When the water is rough...


Drift and Breathe

“When our days are turbulent and troubled, our challenge is to remember that the wave is not the sea. Though it pounds us, the pounding will pass. Though it tosses us about, the tossing will pass, if we don’t fight it.”
Mark Nepo (The Book of Awakening, p.226)

          I have written before about my lack of love for boats and fishing. That goes especially for salt-water outings on supposedly sea-worthy boats. I recall one trip on a twenty-eight-foot motorboat out of Block Island to fish for tuna. Once we motored out of the protective harbor and into the Atlantic, the boat went straight up the crest of a wave, and crashed down on the other side, and for a moment in the middle of that swell, we were airborne. That rising and crashing continued until we were more than a mile away from land, so that the island was still visible, but only as a dark strip along the horizon. Once into the deep, the waters calmed and the rises and drops diminished, but by then I was what my grandmother referred to as “addlepated.”
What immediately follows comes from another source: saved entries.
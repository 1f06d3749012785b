//! The graph compiler: AST in, bound and schedulable graph out.
//!
//! Stages run in a fixed order: function expansion and bundle rewriting,
//! variable collapse, thread-id remapping, module binding with two-phase
//! init (sharing verified in between), subscriber and flush wiring,
//! thread-level cycle detection, queue demotion input, and CPU selection.

pub mod bind;
pub mod collapse;
pub mod expand;
pub mod graphviz;
pub mod threads;
pub mod wiring;

use crate::env::Env;
use crate::errors::CompileError;
use crate::graph::CompiledGraph;
use crate::module::ModuleRegistry;
use crate::runtime::RuntimeOptions;
use sluice_types::ast::Stmt;
use sluice_types::node::ThreadId;

/// A processing node as it exists between parsing and binding.
#[derive(Clone, Debug)]
pub struct ParseProc {
    pub name: String,
    pub args: Vec<String>,
    /// Thread id as written in the config.
    pub user_tid: u32,
    /// Dense thread id after remapping.
    pub thread: ThreadId,
    /// Node was created by the deprecated `||` operator.
    pub deprecated_pipe: bool,
}

/// A node-to-node edge after variable collapse.
#[derive(Clone, Debug)]
pub struct ParseEdge {
    pub src: usize,
    pub dst: usize,
    pub filter: Option<String>,
    pub port: Option<String>,
}

/// The collapsed parse graph: processing nodes and direct edges only.
/// Variables exist only at parse time and never reach this form.
#[derive(Debug, Default)]
pub struct ParseGraph {
    pub procs: Vec<ParseProc>,
    pub edges: Vec<ParseEdge>,
    /// Dense thread id -> user thread id, in first-appearance order.
    pub user_tids: Vec<u32>,
    pub work_size: u16,
}

/// Runs the front half of the compiler: expansion, collapse, and
/// thread-id remapping. The result is what `-G` renders.
pub fn parse_stage(ast: &[Stmt], opts: &RuntimeOptions) -> Result<ParseGraph, CompileError> {
    let raw = expand::expand(ast, opts)?;
    let mut pg = collapse::collapse(raw)?;
    threads::remap(&mut pg)?;
    Ok(pg)
}

/// Runs the back half of the compiler on an already-parsed graph.
pub fn compile_parsed(
    pg: ParseGraph,
    modules: &ModuleRegistry,
    env: &mut Env,
    opts: &RuntimeOptions,
) -> Result<CompiledGraph, CompileError> {
    let mut graph = bind::bind(pg, modules, env, opts)?;
    env.tables.verify_sharing();
    bind::init_finish(&mut graph, env)?;
    wiring::wire(&mut graph, env, opts)?;
    threads::detect_cycles(&mut graph);
    threads::select_cpus(&mut graph, opts);
    Ok(graph)
}

/// Compiles an AST all the way to a schedulable graph.
pub fn compile(
    ast: &[Stmt],
    modules: &ModuleRegistry,
    env: &mut Env,
    opts: &RuntimeOptions,
) -> Result<CompiledGraph, CompileError> {
    let pg = parse_stage(ast, opts)?;
    compile_parsed(pg, modules, env, opts)
}
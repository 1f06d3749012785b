//! `count` tallies records per key. Built on the key-state adapter, so
//! it inherits share labels (`-J`), record caps (`-M`), and expiration
//! modes; counts are emitted as `(key, count)` records at expiration
//! and flush.

use crate::prockeystate::KeyStateKid;
use sluice_types::types::Record;

pub struct CountKid;

impl KeyStateKid for CountKid {
    fn name(&self) -> &'static str {
        "count"
    }

    fn aliases(&self) -> &'static [&'static str] {
        &["keycount"]
    }

    fn update(&self, state: &mut u64, _record: &Record) -> bool {
        *state += 1;
        false
    }

    fn emit_label(&self) -> Option<&'static str> {
        Some("COUNT")
    }
}
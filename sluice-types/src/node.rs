use serde::{Deserialize, Serialize};
use std::fmt;

/// Dense index of a node in the compiled graph.
#[derive(Clone, Copy, Debug, PartialEq, Eq, Hash, PartialOrd, Ord, Serialize, Deserialize)]
pub struct NodeId(pub u32);

impl NodeId {
    pub fn index(self) -> usize {
        self.0 as usize
    }
}

/// Monotone unique id assigned to each node instance at module binding.
#[derive(Clone, Copy, Debug, PartialEq, Eq, Hash, PartialOrd, Ord, Serialize, Deserialize)]
pub struct NodeUid(pub u32);

/// Dense OS worker index in `[0, work_size)`. User-visible thread ids
/// from the config are remapped onto this space by the compiler.
#[derive(Clone, Copy, Debug, PartialEq, Eq, Hash, PartialOrd, Ord, Serialize, Deserialize)]
pub struct ThreadId(pub u16);

impl ThreadId {
    pub fn index(self) -> usize {
        self.0 as usize
    }
}

impl fmt::Display for ThreadId {
    fn fmt(&self, f: &mut fmt::Formatter<'_>) -> fmt::Result {
        write!(f, "{}", self.0)
    }
}

/// Display handle for a node instance: module name plus the per-module
/// instance version.
#[derive(Clone, Debug, PartialEq, Eq, Hash, Serialize, Deserialize)]
pub struct NodeHandle {
    pub name: String,
    pub version: u32,
}

impl NodeHandle {
    pub fn new(name: impl Into<String>, version: u32) -> Self {
        Self {
            name: name.into(),
            version,
        }
    }
}

impl fmt::Display for NodeHandle {
    fn fmt(&self, f: &mut fmt::Formatter<'_>) -> fmt::Result {
        write!(f, "{}.{}", self.name, self.version)
    }
}

#[cfg(test)]
mod tests {
    use super::*;

    #[test]
    fn handle_display() {
        assert_eq!(NodeHandle::new("count", 2).to_string(), "count.2");
    }
}
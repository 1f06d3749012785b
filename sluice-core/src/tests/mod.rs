mod adapters;
mod cycle;
mod flush;
mod labels;
mod linear;
mod modules;
mod shared_tables;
          Mark Nepo warns against allowing our fear of this swelling and crashing to keep us close to shore, because the turbulence will dissipate once we reach the deep water. I recall watching fishermen in a Costa Rican village lead their small, wooden boats out beyond the breakers of a raging Pacific to calmer water where they could hoist themselves over the side without being slammed by the cresting waves. They took this risk every single day to feed their families, and not because it was great sport. They knew from experience that once beyond the breakers, they would find calmer water.

          We can take some comfort in that analogy, too. We are struggling through a time of great turbulence—so much is going on that we (at least, I) have trouble keeping up with it. It is difficult enough to deal with the confinement of a pandemic, but a contentious political season on top of it is putting us into the crashing breakers. If we allow fear to hold us back, we will never get past the bone-crunching battering of this present moment. We cannot afford to be addlepated. If we can just drag our little boats past these pounding breakers, we will find smoother water.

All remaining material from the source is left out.